- DATASET RECORDS -
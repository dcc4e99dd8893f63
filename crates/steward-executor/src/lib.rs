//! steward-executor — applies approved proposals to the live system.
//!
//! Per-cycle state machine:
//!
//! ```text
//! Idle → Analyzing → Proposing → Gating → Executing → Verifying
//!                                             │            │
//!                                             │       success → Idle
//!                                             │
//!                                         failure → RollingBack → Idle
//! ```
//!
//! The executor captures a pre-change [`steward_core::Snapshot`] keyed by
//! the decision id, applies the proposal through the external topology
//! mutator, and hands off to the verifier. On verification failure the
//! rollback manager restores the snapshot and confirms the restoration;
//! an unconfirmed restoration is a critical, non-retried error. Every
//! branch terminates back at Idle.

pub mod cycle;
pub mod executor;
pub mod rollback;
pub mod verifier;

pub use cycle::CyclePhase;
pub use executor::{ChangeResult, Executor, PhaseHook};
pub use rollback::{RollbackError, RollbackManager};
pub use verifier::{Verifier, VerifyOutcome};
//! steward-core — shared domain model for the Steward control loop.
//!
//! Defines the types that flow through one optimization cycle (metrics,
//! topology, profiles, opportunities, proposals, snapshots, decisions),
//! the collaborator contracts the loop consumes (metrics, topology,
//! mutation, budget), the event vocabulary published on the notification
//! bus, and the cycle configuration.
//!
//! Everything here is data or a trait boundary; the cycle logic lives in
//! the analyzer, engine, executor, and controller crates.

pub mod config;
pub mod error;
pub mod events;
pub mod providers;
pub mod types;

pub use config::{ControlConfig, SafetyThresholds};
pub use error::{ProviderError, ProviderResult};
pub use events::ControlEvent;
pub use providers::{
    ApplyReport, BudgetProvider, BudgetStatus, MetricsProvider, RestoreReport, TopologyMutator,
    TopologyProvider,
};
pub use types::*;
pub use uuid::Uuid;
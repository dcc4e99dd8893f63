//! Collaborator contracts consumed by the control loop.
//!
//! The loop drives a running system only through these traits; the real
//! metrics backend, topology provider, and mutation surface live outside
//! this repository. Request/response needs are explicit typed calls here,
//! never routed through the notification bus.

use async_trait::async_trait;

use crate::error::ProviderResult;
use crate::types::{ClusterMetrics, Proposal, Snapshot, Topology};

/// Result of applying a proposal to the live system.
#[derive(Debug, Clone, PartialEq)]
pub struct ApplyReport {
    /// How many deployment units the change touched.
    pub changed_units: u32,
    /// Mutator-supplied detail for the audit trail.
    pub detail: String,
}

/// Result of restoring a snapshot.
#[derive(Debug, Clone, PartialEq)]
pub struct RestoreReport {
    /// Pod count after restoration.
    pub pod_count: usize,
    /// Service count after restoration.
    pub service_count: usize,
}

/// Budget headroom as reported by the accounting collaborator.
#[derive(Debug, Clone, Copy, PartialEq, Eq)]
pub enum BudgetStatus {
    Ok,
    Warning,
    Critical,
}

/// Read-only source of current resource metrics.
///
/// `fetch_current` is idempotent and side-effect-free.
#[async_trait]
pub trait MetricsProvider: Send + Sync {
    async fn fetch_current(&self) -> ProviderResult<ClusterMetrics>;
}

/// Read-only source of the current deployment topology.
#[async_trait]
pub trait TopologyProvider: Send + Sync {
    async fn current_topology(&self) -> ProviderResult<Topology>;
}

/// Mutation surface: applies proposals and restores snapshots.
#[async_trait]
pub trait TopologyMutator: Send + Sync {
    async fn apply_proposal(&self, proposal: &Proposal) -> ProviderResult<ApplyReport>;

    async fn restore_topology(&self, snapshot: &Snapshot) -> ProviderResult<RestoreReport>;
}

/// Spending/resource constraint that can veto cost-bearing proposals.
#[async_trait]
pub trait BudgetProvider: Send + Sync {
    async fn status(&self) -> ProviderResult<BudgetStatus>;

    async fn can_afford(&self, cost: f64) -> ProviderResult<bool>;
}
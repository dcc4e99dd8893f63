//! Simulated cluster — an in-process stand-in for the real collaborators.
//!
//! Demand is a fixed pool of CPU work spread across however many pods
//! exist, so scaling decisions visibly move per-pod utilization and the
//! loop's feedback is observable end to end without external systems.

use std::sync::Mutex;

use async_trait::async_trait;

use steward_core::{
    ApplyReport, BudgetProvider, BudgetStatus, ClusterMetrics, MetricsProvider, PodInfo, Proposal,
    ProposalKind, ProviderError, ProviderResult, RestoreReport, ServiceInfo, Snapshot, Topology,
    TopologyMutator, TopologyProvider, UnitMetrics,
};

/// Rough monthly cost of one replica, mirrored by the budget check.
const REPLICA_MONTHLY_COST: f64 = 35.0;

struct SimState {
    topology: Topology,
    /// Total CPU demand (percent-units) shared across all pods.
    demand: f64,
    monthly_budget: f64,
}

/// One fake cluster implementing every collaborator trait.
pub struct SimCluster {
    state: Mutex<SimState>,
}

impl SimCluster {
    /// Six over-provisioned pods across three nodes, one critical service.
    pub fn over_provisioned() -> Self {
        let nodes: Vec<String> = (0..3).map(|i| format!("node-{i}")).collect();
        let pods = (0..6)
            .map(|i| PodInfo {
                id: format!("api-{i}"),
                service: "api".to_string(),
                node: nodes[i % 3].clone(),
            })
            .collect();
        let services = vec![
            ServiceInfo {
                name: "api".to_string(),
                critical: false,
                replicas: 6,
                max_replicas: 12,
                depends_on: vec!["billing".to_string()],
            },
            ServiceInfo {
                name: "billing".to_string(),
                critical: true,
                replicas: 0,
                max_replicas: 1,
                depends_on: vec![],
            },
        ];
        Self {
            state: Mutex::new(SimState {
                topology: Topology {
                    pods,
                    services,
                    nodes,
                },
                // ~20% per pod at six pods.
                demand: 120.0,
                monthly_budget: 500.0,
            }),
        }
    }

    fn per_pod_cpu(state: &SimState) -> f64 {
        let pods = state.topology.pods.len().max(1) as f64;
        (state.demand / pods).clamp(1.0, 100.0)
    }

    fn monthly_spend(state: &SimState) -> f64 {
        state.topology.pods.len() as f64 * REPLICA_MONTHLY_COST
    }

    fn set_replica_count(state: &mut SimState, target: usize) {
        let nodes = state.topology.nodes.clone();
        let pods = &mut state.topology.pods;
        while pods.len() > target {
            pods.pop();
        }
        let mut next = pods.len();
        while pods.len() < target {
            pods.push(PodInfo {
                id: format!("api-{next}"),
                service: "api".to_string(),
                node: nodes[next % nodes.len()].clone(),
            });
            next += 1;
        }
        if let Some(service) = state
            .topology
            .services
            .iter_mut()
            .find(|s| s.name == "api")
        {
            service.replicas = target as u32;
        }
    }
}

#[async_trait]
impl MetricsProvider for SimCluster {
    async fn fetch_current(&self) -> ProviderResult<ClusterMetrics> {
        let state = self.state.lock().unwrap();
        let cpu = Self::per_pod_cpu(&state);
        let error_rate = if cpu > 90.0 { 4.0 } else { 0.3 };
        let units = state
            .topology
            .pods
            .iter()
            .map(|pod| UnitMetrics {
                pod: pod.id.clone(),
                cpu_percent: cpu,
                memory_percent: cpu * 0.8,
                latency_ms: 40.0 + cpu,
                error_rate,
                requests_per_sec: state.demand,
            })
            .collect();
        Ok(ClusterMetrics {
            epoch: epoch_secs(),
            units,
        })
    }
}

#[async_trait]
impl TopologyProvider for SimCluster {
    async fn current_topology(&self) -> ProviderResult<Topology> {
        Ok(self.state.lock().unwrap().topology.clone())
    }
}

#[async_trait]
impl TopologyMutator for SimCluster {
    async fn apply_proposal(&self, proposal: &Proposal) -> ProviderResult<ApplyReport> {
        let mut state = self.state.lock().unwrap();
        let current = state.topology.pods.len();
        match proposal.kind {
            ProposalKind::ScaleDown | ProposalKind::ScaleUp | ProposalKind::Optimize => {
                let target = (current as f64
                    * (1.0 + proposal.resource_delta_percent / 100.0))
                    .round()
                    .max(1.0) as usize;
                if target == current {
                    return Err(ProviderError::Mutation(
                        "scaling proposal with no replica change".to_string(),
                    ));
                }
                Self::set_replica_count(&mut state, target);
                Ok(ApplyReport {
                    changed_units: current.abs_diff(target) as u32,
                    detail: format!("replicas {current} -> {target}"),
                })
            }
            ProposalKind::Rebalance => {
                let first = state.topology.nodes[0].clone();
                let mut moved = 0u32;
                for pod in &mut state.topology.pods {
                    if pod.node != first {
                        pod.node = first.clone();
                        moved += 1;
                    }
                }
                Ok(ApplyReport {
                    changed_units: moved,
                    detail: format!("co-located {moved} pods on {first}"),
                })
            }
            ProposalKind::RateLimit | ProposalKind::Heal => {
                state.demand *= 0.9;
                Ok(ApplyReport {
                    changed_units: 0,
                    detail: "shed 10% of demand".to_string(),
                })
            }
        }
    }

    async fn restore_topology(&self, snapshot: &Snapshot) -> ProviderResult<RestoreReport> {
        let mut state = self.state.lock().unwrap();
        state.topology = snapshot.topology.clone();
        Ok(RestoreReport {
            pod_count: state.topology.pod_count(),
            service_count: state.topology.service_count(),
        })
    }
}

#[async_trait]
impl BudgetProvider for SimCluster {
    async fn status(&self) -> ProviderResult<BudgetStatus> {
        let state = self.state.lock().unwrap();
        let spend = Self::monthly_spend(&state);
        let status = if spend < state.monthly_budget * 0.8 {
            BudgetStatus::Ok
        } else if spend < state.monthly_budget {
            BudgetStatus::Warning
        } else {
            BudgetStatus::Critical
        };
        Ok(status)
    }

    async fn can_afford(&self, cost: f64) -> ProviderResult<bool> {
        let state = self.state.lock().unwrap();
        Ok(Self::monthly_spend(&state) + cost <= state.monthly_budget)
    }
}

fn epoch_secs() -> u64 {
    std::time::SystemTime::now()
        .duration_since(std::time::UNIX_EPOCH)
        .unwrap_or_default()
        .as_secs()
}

- WHAT IS REQUIRED -
Which lines of the data above contain the string "executor"? Copy each of them.

- WRITTEN SOLUTION -
filename crates/steward-executor/src/lib.rs
//! steward-executor — applies approved proposals to the live system.
//! The executor captures a pre-change [`steward_core::Snapshot`] keyed by
pub mod executor;
pub use executor::{ChangeResult, Executor, PhaseHook};
//! the analyzer, engine, executor, and controller crates.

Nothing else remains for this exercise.